Where Do You Draw The Line at Excess Consumption?

Personal finance is so interesting because it’s just that–personal.

While you might not think anything of paying $100 for cable, others may choose to go without it entirely because they’d rather read or do something else.  You may scoff at buying shoes for $40, while another person may feel they’ve just scored a deal with those same shoes.

Then, there are other choices.  Are you willing to spend big bucks for things that depreciate such as a luxury car, or would a Toyota sedan be just fine for you?  Do you need to have the best, most fashionable clothes, or would Target clothes work just fine for you?

What about consumables?  Where do you draw the line there?

Over the Top Consumption


Do you know that you can buy one hamburger that costs $666?  The Huffington Post says that 666 Burger offers the Douche Burger that is a  “foie-stuffed, gold-leaf-wrapped, Kobe patty smothered with caviar, lobster, truffles, Gruyere melted with Champagne steam and BBQ sauce made using Kopi Luwak coffee.”  Keep in mind this isn’t even the most expensive burger around.  There’s another that runs $777 and one that is $5,000 for a complete meal including a bottle of wine that retails for $2,500 (Delish).


Move over Starbucks; there’s much more expensive coffee on the market.  As of 2006, Hacienda la Esmeralda Geisha in Panama sold coffee beans that retail at $100 per pound (Forbes).  Even if you’re a serious coffee drinker, would you put down this much money for your daily cup of joe?


Sure, you can get 5 pieces of nigiri sushi “garnished with diamonds and wrapped in 24-karat gold leaf” in the Philippines for $1,978.15, according to the Guinness Book of World Records.  But what about a more traditional sushi meal?  A meal at Sushi Jiro, made by the legendary sushi chef who was the focus of the documentary, Jiro Dreams of Sushi, will set you back $366, according to Delish.
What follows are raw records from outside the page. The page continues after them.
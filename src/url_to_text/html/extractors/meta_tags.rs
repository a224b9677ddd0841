//! Page-level `<meta>` tags: Open Graph and the standard description.

use super::ParsingContext;
use scraper::{Html, Selector};

fn meta_content(document: &Html, selector: &str) -> Option<String> {
    let selector = Selector::parse(selector).ok()?;
    document
        .select(&selector)
        .filter_map(|meta| meta.value().attr("content"))
        .map(str::trim)
        .find(|content| !content.is_empty())
        .map(str::to_string)
}

pub fn og_title(context: &ParsingContext) -> Option<String> {
    meta_content(
        &context.document,
        r#"meta[property="og:title"], meta[name="og:title"]"#,
    )
}

pub fn description(context: &ParsingContext) -> Option<String> {
    meta_content(&context.document, r#"meta[name="description"]"#)
}

pub fn og_description(context: &ParsingContext) -> Option<String> {
    meta_content(
        &context.document,
        r#"meta[property="og:description"], meta[name="og:description"]"#,
    )
}

pub fn og_image(context: &ParsingContext) -> Option<String> {
    meta_content(
        &context.document,
        r#"meta[property="og:image"], meta[name="og:image"]"#,
    )
    .map(|image| context.resolve_url(&image))
}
Pizza is an all American treat, right up there with hot dogs and apple pie.  However, at Steveston Pizza Company,  there’s nothing all American about the C6 Pizza’s price.  There, you can order pizza that costs $450 and is “topped with lobster and black Alaskan cod, then served with Russian Osetra caviar on the side” (Delish).

The Price of Decadence

Sure, you may argue, I’d never pay that much for a meal out!  Those prices are for celebrities with money to burn.

You’re probably right.

However, if you eat out frequently, the bottom line that you’re willing to pay for a meal gradually becomes skewed.  Maybe you think $40 for a couple is outrageous, but after eating out for awhile, you may bump that up to $50 and then to $60.

Where do you draw the line at decadence?  How much are you willing to pay for something that is consumable and is gone from existence in less than 30 minutes?  Are you willing to pay more just for the experience (and the bragging rights) of ordering exorbitantly priced foods?